Following validation of historical performance, the ability of the bias correction algorithms to preserve relative changes in annual precipitation indices for future GCM simulations is evaluated using the PRCPTOT, R95pTOT, R99pTOT, Rx1day, and Rx5day indices. Of the 11 ETCCDI indices, these 5 are selected as they do not depend on a large, fixed-magnitude threshold (e.g., R10mm or R20mm) or they are only weakly dependent on the 1-mm wet day threshold. Avoidance of fixed thresholds means that it can reasonably be argued that relative changes in the raw GCM indices should be preserved by bias correction.

Thirty-year climatological mean values of each index are computed at each grid cell for the 1971–2000 (1980s) historical period and the 2080s future time slice from the RCP8.5 scenario. Projected relative changes for the 2080s period are computed with respect to the 1980s for the raw GCM outputs and the QM, DQM, and QDM bias-corrected outputs. Root-mean-square error (RMSE) and bias statistics taken with respect to the GCM-projected relative changes are then calculated over the Canada-wide domain for the different methods. RMSE results are summarized in Fig. 7.

Based on values of RMSE aggregated over the five ETCCDI indices and three GCMs, QDM and DQM outperform QM by a large margin. QDM, which performs additional corrections on the quantiles, reproduces GCM-projected changes marginally better than DQM overall. These relative ranks hold for all of the indices except PRCPTOT, the ETCCDI index that is most representative of the mean of the distribution. In this case, QDM is the worst performer for MIROC5 and CanESM2 but is the best for CCSM4. As noted earlier, QDM is not guaranteed to preserve changes in the mean, so poorer PRCPTOT performance for some GCMs is not unexpected.

To investigate performance in more detail, distributions of GCM-projected relative changes in the ETCCDI indices are shown in Fig. 8 for the 2080s; these are accompanied by distributions of QM, DQM, and QDM biases relative to the raw GCM changes. Consistent with RMSE results shown in Fig. 7, biases for DQM and QDM are of similar magnitude (although QDM has a large impact in a small number of cases, particularly for R99pTOT), and are generally much smaller than those exhibited by QM. QM shows a marked tendency toward heavily right-skewed distributions, characterized by large positive outliers that are of comparable magnitude to the underlying GCM change signals themselves.

### d. Generalized extreme value analysis

Next, bias correction methods are evaluated based on their ability to preserve relative changes in estimated magnitudes of 20-yr return period daily maximum precipitation. Twenty-year return magnitudes, rather than those for longer return periods, and hence more extreme events, have been reported for CMIP3 and CMIP5 GCMs by Kharin et al. (2007, 2013) as a means of striking a balance between the rarity of the extreme event and uncertainty in the estimated return magnitudes. This complements the analysis of annual ETCCDI indices presented above, which provides information for more modest extremes.
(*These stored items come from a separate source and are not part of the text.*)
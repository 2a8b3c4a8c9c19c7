//! # Domain Lookup Library
//!
//! A WHOIS resolution engine with a pluggable DNS lookup front.
//!
//! Given a domain, the library picks the authoritative WHOIS server from a
//! TLD directory, queries it over TCP port 43, optionally follows a referral
//! to the registrar's server, and extracts the common registration fields
//! (registrar, dates, name servers, status, contact emails).
//!
//! ## Quick Start
//!
//! ```rust,no_run
//! use domain_lookup_lib::{WhoisClient, WhoisConfig};
//!
//! #[tokio::main]
//! async fn main() -> Result<(), Box<dyn std::error::Error>> {
//!     let client = WhoisClient::new(WhoisConfig::default());
//!     let result = client.lookup("example.com").await.into_result()?;
//!
//!     println!("Registrar: {:?}", result.fields.registrar);
//!     println!("Expires:   {:?}", result.fields.expiry_date);
//!     Ok(())
//! }
//! ```
//!
//! ## Features
//!
//! - **Server Directory**: Built-in TLD table with compound-TLD awareness and overrides
//! - **Referral Following**: Thin registry answers are upgraded to registrar answers
//! - **Field Extraction**: Declarative rule table over unstandardized free text
//! - **Deadlines**: One deadline bounds connect, send, read and any referral
//! - **DNS Lookups**: Every common record kind plus SRV, through any `DnsResolver`

// Re-export main public API types and functions
pub use config::{load_env_config, parse_nameserver, ConfigManager, EnvConfig, FileConfig};
pub use error::LookupError;
pub use lookup::DomainLookup;
pub use protocols::{
    extract_fields, extract_referral, srv_name, DnsResolver, ServerDirectory, ServerDirectoryBuilder,
    SystemResolver, WhoisClient,
};
pub use types::{
    DnsConfig, DnsLookupResult, DomainReport, RecordKind, WhoisConfig, WhoisFields, WhoisResult,
    WhoisServer, DEFAULT_DNS_TIMEOUT, DEFAULT_WHOIS_TIMEOUT, WHOIS_PORT,
};
pub use utils::{is_valid_email, normalize_domain};

// Public modules
pub mod config;
pub mod protocols;

// Internal modules
mod error;
mod lookup;
mod types;
mod utils;

// Type alias for convenience
pub type Result<T> = std::result::Result<T, LookupError>;

pub const VERSION: &str = env!("CARGO_PKG_VERSION");
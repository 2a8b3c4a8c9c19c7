//! Unified DNS and WHOIS lookups.
//!
//! This module provides the `DomainLookup` struct that fans out to a DNS
//! resolver and the WHOIS client and merges their results into one report.

use crate::protocols::{srv_name, DnsResolver, SystemResolver, WhoisClient};
use crate::types::{
    DnsConfig, DnsLookupResult, DomainReport, RecordKind, WhoisConfig, WhoisResult,
};
use crate::utils::deadline_after;
use chrono::Utc;
use std::collections::BTreeMap;
use std::sync::Arc;
use tracing::debug;

/// Coordinates DNS and WHOIS lookups for a domain.
///
/// Failures never abort a report: each DNS kind and the WHOIS lookup carry
/// their own error, and `lookup_all` summarizes them in a note.
///
/// # Example
///
/// ```rust,no_run
/// use domain_lookup_lib::DomainLookup;
///
/// #[tokio::main]
/// async fn main() {
///     let lookup = DomainLookup::new();
///     let report = lookup.lookup_all("example.com").await;
///     println!("{}", serde_json::to_string_pretty(&report).unwrap());
/// }
/// ```
#[derive(Clone)]
pub struct DomainLookup {
    dns_config: DnsConfig,
    resolver: Arc<dyn DnsResolver>,
    whois_client: WhoisClient,
}

impl DomainLookup {
    /// Create a lookup with default settings and the system resolver.
    pub fn new() -> Self {
        Self::with_config(DnsConfig::default(), WhoisConfig::default())
    }

    /// Create a lookup with custom configuration.
    ///
    /// DNS goes to `dns_config.nameserver` when set, otherwise to the
    /// host's configured resolvers.
    pub fn with_config(dns_config: DnsConfig, whois_config: WhoisConfig) -> Self {
        let resolver = Arc::new(SystemResolver::from_nameserver(dns_config.nameserver));
        Self::with_resolver(dns_config, resolver, WhoisClient::new(whois_config))
    }

    /// Create a lookup around a caller-supplied resolver and WHOIS client.
    pub fn with_resolver(
        dns_config: DnsConfig,
        resolver: Arc<dyn DnsResolver>,
        whois_client: WhoisClient,
    ) -> Self {
        Self {
            dns_config,
            resolver,
            whois_client,
        }
    }

    /// The WHOIS client used by this lookup.
    pub fn whois(&self) -> &WhoisClient {
        &self.whois_client
    }

    /// Resolve one record kind.
    pub async fn dns_lookup(&self, domain: &str, kind: RecordKind) -> DnsLookupResult {
        let timestamp = Utc::now();
        let deadline = deadline_after(self.dns_config.timeout);

        let (records, error) = match self.resolver.resolve(domain, kind, deadline).await {
            Ok(records) => (records, None),
            Err(err) => {
                debug!(domain, kind = %kind, error = %err, "DNS lookup failed");
                (Vec::new(), Some(err))
            }
        };

        DnsLookupResult {
            domain: domain.to_string(),
            record_kind: kind,
            records,
            timestamp,
            error,
        }
    }

    /// Resolve the SRV records of `_service._proto.name`.
    pub async fn srv_lookup(&self, service: &str, proto: &str, name: &str) -> DnsLookupResult {
        self.dns_lookup(&srv_name(service, proto, name), RecordKind::Srv).await
    }

    /// Resolve every common record kind, continuing past failures.
    pub async fn dns_lookup_all(&self, domain: &str) -> BTreeMap<RecordKind, DnsLookupResult> {
        let mut results = BTreeMap::new();
        for kind in RecordKind::common() {
            results.insert(kind, self.dns_lookup(domain, kind).await);
        }
        results
    }

    /// WHOIS lookup for `domain`.
    pub async fn whois_lookup(&self, domain: &str) -> WhoisResult {
        self.whois_client.lookup(domain).await
    }

    /// Run the DNS sweep and the WHOIS lookup concurrently and merge them.
    pub async fn lookup_all(&self, domain: &str) -> DomainReport {
        let (dns, whois) = futures_util::join!(self.dns_lookup_all(domain), self.whois_lookup(domain));

        let mut notes = Vec::new();
        if !dns.is_empty() && dns.values().all(|r| !r.is_ok()) {
            notes.push("DNS lookup failed: no record kind resolved".to_string());
        }
        if let Some(err) = &whois.error {
            notes.push(format!("WHOIS lookup failed: {}", err));
        }

        DomainReport {
            domain: domain.to_string(),
            dns,
            whois,
            error: if notes.is_empty() {
                None
            } else {
                Some(notes.join("; "))
            },
        }
    }
}

impl Default for DomainLookup {
    fn default() -> Self {
        Self::new()
    }
}

#[cfg(test)]
mod tests {
    use super::*;
    use crate::error::LookupError;
    use async_trait::async_trait;
    use std::time::Duration;
    use tokio::time::Instant;

    /// Resolver that answers A records only.
    struct StaticResolver;

    #[async_trait]
    impl DnsResolver for StaticResolver {
        async fn resolve(
            &self,
            name: &str,
            kind: RecordKind,
            _deadline: Instant,
        ) -> Result<Vec<String>, LookupError> {
            match kind {
                RecordKind::A => Ok(vec!["192.0.2.10".to_string()]),
                RecordKind::Srv if name == "_xmpp._tcp.example.com" => {
                    Ok(vec!["5 0 5222 xmpp.example.com".to_string()])
                }
                _ => Err(LookupError::dns(name, "no records")),
            }
        }
    }

    struct FailingResolver;

    #[async_trait]
    impl DnsResolver for FailingResolver {
        async fn resolve(
            &self,
            name: &str,
            _kind: RecordKind,
            _deadline: Instant,
        ) -> Result<Vec<String>, LookupError> {
            Err(LookupError::dns(name, "SERVFAIL"))
        }
    }

    fn lookup_with(resolver: Arc<dyn DnsResolver>) -> DomainLookup {
        DomainLookup::with_resolver(DnsConfig::default(), resolver, WhoisClient::default())
    }

    #[tokio::test]
    async fn test_dns_lookup_all_continues_past_failures() {
        let lookup = lookup_with(Arc::new(StaticResolver));
        let results = lookup.dns_lookup_all("example.com").await;

        assert_eq!(results.len(), 6);
        assert_eq!(results[&RecordKind::A].records, vec!["192.0.2.10"]);
        assert!(results[&RecordKind::A].is_ok());
        assert!(!results[&RecordKind::Mx].is_ok());
        assert!(results[&RecordKind::Mx].records.is_empty());
    }

    #[tokio::test]
    async fn test_lookup_all_merges_failures_into_note() {
        let lookup = lookup_with(Arc::new(FailingResolver));
        // Single label fails WHOIS before any network activity
        let report = lookup.lookup_all("localhost").await;

        let note = report.error.unwrap();
        assert!(note.contains("DNS lookup failed"));
        assert!(note.contains("WHOIS lookup failed"));
        assert!(note.contains("; "));
        assert_eq!(report.whois.domain, "localhost");
    }

    #[tokio::test]
    async fn test_srv_lookup_queries_service_name() {
        let lookup = lookup_with(Arc::new(StaticResolver));
        let result = lookup.srv_lookup("xmpp", "tcp", "example.com").await;

        assert!(result.is_ok());
        assert_eq!(result.domain, "_xmpp._tcp.example.com");
        assert_eq!(result.record_kind, RecordKind::Srv);
        assert_eq!(result.records, vec!["5 0 5222 xmpp.example.com"]);
    }

    #[tokio::test]
    async fn test_huge_dns_timeout_does_not_overflow() {
        let config = DnsConfig::default().with_timeout(Duration::from_secs(u64::MAX));
        let lookup =
            DomainLookup::with_resolver(config, Arc::new(StaticResolver), WhoisClient::default());

        let result = lookup.dns_lookup("example.com", RecordKind::A).await;
        assert_eq!(result.records, vec!["192.0.2.10"]);
    }

    #[test]
    fn test_with_config_uses_custom_nameserver() {
        let addr = "192.0.2.53:53".parse().unwrap();
        let lookup = DomainLookup::with_config(
            DnsConfig::default().with_nameserver(addr),
            WhoisConfig::default(),
        );
        assert_eq!(lookup.dns_config.nameserver, Some(addr));
    }
}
Return magnitudes are estimated by fitting a stationary GEV distribution to annual Rx1day series via the method of generalized maximum likelihood (Martins and Stedinger 2000), following Cannon (2010), using the shape parameter prior of Papalexiou and Koutsoyiannis (2013) (see appendix B). GEV parameters and return magnitudes are estimated separately for the 1980s historical period, as well as the 2020s (2011–40), 2050s (2041–70), and 2080s periods for the RCP8.5 scenario.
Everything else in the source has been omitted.